* WORK INSTRUCTIONS:
Entries follow. Return each line that contains the word "void".
————————
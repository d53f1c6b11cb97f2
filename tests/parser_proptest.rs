//! Property-based tests for the scanner and parser
//!
//! These tests check the structural guarantees the parser gives for any
//! input, not just well-formed programs:
//! - Scanning is a pure function of the source text
//! - Comments are invisible to the token stream
//! - A rule run in try mode either matches or leaves the cursor untouched
//! - Every node reports the line of its first token

use cminus::parser::{
    tokenize, Cursor, Mode, Parser, Rule, SyntaxNode, Token, TokenKind, TokenStream,
};
use proptest::prelude::*;

const VOCABULARY: &[&str] = &[
    "int", "void", "if", "else", "while", "return", "x", "f", "a", "0", "12", "(", ")", "[",
    "]", "{", "}", ";", ",", "=", "==", "!=", "<", "<=", ">", ">=", "+", "-", "*", "/", "\n",
];

/// Generate a space separated sequence of valid lexemes
fn token_text_strategy() -> impl Strategy<Value = Vec<&'static str>> {
    prop::collection::vec(prop::sample::select(VOCABULARY.to_vec()), 0..24)
}

/// Generate short programs that are likely to parse at least partially
fn program_strategy() -> impl Strategy<Value = String> {
    prop::collection::vec(
        prop_oneof![
            Just("int x;"),
            Just("int a[4];"),
            Just("void f(void) { }"),
            Just("int f(int v[], int n) { return v[n]; }"),
            Just("void g(void) { if (x < 1) x = x + 1; else f(x, 2); }"),
            Just("int h(int k) { int t; while (k) { t = k * 2; k = k - 1; } return t; }"),
        ],
        1..6,
    )
    .prop_map(|parts| parts.join("\n"))
}

fn assert_lines_consistent(node: &SyntaxNode) -> Result<(), TestCaseError> {
    if let Some(token) = node.first_token() {
        prop_assert_eq!(node.line(), token.line);
    }
    for child in node.children() {
        assert_lines_consistent(child)?;
    }
    Ok(())
}

/// Scan generated lexemes as a file ending in a newline.
fn scan(words: &[&str]) -> TokenStream {
    tokenize(&format!("{}\n", words.join(" "))).unwrap()
}

/// True if `rule`, reading `tokens`, got past a comma inside an argument list.
/// Argument lists commit to the element after a comma, even in try mode.
fn passed_argument_comma(rule: Rule, tokens: &[Token]) -> bool {
    let from = if matches!(rule, Rule::Args | Rule::ArgList) {
        Some(0)
    } else {
        tokens.iter().position(|t| t.is(TokenKind::Lp))
    };
    from.is_some_and(|i| tokens[i..].iter().any(|t| t.is(TokenKind::Comma)))
}

/// Run every rule in try mode from every position of `stream`.
fn check_every_rule(stream: &TokenStream) -> Result<(), TestCaseError> {
    let mut parser = Parser::new(stream);

    for start in 0..=stream.len() {
        let start = Cursor::new(start);
        for rule in Rule::ALL {
            parser.restore(start);
            let result = match parser.parse_rule(rule, Mode::Try) {
                Ok(result) => result,
                Err(err) => {
                    let scanned = &stream.tokens()[start.index()..parser.position().index()];
                    prop_assert!(
                        passed_argument_comma(rule, scanned),
                        "{} failed hard outside an argument list: {}",
                        rule,
                        err
                    );
                    continue;
                }
            };

            let end = parser.position();
            match result {
                None => prop_assert_eq!(end, start, "{} moved the cursor on failure", rule),
                Some(node) => {
                    prop_assert!(node.is(rule));
                    let consumed: Vec<_> =
                        stream.tokens()[start.index()..end.index()].iter().collect();
                    prop_assert_eq!(node.tokens(), consumed);
                    assert_lines_consistent(&node)?;
                }
            }
        }
    }
    Ok(())
}

proptest! {
    #[test]
    fn test_scanning_is_deterministic(source in "[a-z0-9 <>=!/*+;(){},\\[\\]\n-]{0,64}") {
        prop_assert_eq!(tokenize(&source), tokenize(&source));
    }

    #[test]
    fn test_scanning_never_panics(source in "\\PC{0,64}") {
        let _ = tokenize(&source);
    }

    #[test]
    fn test_comments_are_invisible(words in token_text_strategy(), comment in "[a-z ]{0,12}") {
        let plain = words.join(" ");
        let commented = words.join(&format!(" /*{}*/ ", comment));

        prop_assert_eq!(tokenize(&plain), tokenize(&commented));
    }

    #[test]
    fn test_try_mode_restores_or_consumes(words in token_text_strategy()) {
        check_every_rule(&scan(&words))?;
    }

    #[test]
    fn test_commit_mode_never_yields_nothing(words in token_text_strategy()) {
        let stream = scan(&words);

        for rule in Rule::ALL {
            let mut parser = Parser::new(&stream);
            prop_assert!(!matches!(parser.parse_rule(rule, Mode::Commit), Ok(None)), "{}", rule);
        }
    }

    #[test]
    fn test_programs_parse(source in program_strategy()) {
        let stream = tokenize(&source).unwrap();
        let tree = Parser::new(&stream).parse_program().unwrap();

        prop_assert_eq!(tree.tokens().len(), stream.len());
        assert_lines_consistent(&tree)?;
    }
}
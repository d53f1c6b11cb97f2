use assert_cmd::cargo::cargo_bin_cmd;
use predicates::prelude::*;
use std::io::Write;
use tempfile::NamedTempFile;

fn source_file(source: &str) -> NamedTempFile {
    let mut file = NamedTempFile::new().expect("create temp file");
    file.write_all(source.as_bytes()).expect("write temp file");
    file
}

#[test]
fn prints_tree_for_valid_program() {
    let file = source_file("int main(void) { return 0; }\n");
    let mut cmd = cargo_bin_cmd!("cminus");
    cmd.arg(file.path());

    cmd.assert()
        .success()
        .stdout(predicate::str::starts_with("program (1)\n  declaration_list (1)\n"))
        .stdout(predicate::str::contains("        RETURN: return"))
        .stderr(predicate::str::is_empty());
}

#[test]
fn lex_only_dumps_tokens() {
    let file = source_file("} x <= 3\n");
    let mut cmd = cargo_bin_cmd!("cminus");
    cmd.arg("-l").arg(file.path());

    cmd.assert().success().stdout(
        "Token {name: RC, line: 1, value: }}\n\
         Token {name: ID, line: 1, value: x}\n\
         Token {name: LEQ, line: 1, value: <=}\n\
         Token {name: INT, line: 1, value: 3}\n",
    );
}

#[test]
fn debug_lexicon_dumps_tokens_then_tree() {
    let file = source_file("int x;");
    let mut cmd = cargo_bin_cmd!("cminus");
    cmd.arg("--debug-lexicon").arg(file.path());

    cmd.assert()
        .success()
        .stdout(predicate::str::starts_with("Token {name: TYPE, line: 1, value: int}\n"))
        .stdout(predicate::str::contains("Token {name: SEMI, line: 1, value: ;}\nprogram (1)\n"));
}

#[test]
fn expression_mode_with_indent() {
    let file = source_file("a < b\n");
    let mut cmd = cargo_bin_cmd!("cminus");
    cmd.args(["-e", "-i", "1", "--indent-width", "4"]).arg(file.path());

    cmd.assert()
        .success()
        .stdout(predicate::str::starts_with("    expression (1)\n        simple_expression (1)\n"));
}

#[test]
fn lexical_error_fails_with_one_line() {
    let file = source_file("int x;\nint y$;\n");
    let mut cmd = cargo_bin_cmd!("cminus");
    cmd.arg(file.path());

    let assert = cmd
        .assert()
        .failure()
        .stdout(predicate::str::is_empty())
        .stderr("lexical error at line 2, type BAD_CHAR\n");
    assert_eq!(String::from_utf8_lossy(&assert.get_output().stderr).lines().count(), 1);
}

#[test]
fn syntax_error_fails() {
    let file = source_file("int main(void) {\n  return 0\n}\n");
    let mut cmd = cargo_bin_cmd!("cminus");
    cmd.arg(file.path());

    cmd.assert()
        .failure()
        .stdout(predicate::str::is_empty())
        .stderr("Syntax error at line 3 (expected SEMI in return_stmt)\n");
}

#[test]
fn extra_tokens_fail() {
    let file = source_file("int main(void) { return 0; } }");
    let mut cmd = cargo_bin_cmd!("cminus");
    cmd.arg(file.path());

    cmd.assert()
        .failure()
        .stderr(predicate::str::contains("syntactic panic: extra tokens at line 1"));
}

#[test]
fn token_limit_is_enforced() {
    let file = source_file("int x; int y;");
    let mut cmd = cargo_bin_cmd!("cminus");
    cmd.args(["--max-tokens", "3"]).arg(file.path());

    cmd.assert()
        .failure()
        .stderr(predicate::str::contains("too many tokens"));
}

#[test]
fn source_ending_inside_token_fails() {
    let file = source_file("int x;\nint y");
    let mut cmd = cargo_bin_cmd!("cminus");
    cmd.arg(file.path());

    cmd.assert()
        .failure()
        .stdout(predicate::str::is_empty())
        .stderr("lexical error at line 2, type UNEXPECTED_EOF\n");
}

#[test]
fn non_utf8_byte_is_a_bad_char() {
    let mut file = NamedTempFile::new().expect("create temp file");
    file.write_all(b"int x;\n\xff\n").expect("write temp file");
    let mut cmd = cargo_bin_cmd!("cminus");
    cmd.arg(file.path());

    cmd.assert()
        .failure()
        .stdout(predicate::str::is_empty())
        .stderr("lexical error at line 2, type BAD_CHAR\n");
}

#[test]
fn deep_nesting_is_reported_not_crashed() {
    let depth = 10_000;
    let source = format!("{}1{}\n", "(".repeat(depth), ")".repeat(depth));
    let file = source_file(&source);
    let mut cmd = cargo_bin_cmd!("cminus");
    cmd.arg("-e").arg(file.path());

    cmd.assert()
        .failure()
        .stdout(predicate::str::is_empty())
        .stderr("Syntax error at line 1 (nesting too deep in expression)\n");
}

#[test]
fn missing_source_argument() {
    let mut cmd = cargo_bin_cmd!("cminus");

    cmd.assert()
        .failure()
        .stderr("missing source file\n");
}

#[test]
fn unreadable_source_file() {
    let dir = tempfile::tempdir().expect("create temp dir");
    let mut cmd = cargo_bin_cmd!("cminus");
    cmd.arg(dir.path().join("absent.c"));

    cmd.assert()
        .failure()
        .stderr(predicate::str::starts_with("open source file failed: "));
}

#[test]
fn verbose_logs_to_stderr_only() {
    let file = source_file("int x;");
    let mut cmd = cargo_bin_cmd!("cminus");
    cmd.arg("-v").arg(file.path());

    cmd.assert()
        .success()
        .stdout(predicate::str::starts_with("program (1)\n"))
        .stderr(predicate::str::contains("scanned"));
}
————————
* RESPONSE AREA:
    "int", "void", "if", "else", "while", "return", "x", "f", "a", "0", "12", "(", ")", "[",
            Just("void f(void) { }"),
            Just("void g(void) { if (x < 1) x = x + 1; else f(x, 2); }"),
    let file = source_file("int main(void) { return 0; }\n");
    let file = source_file("int main(void) {\n  return 0\n}\n");
    let file = source_file("int main(void) { return 0; } }");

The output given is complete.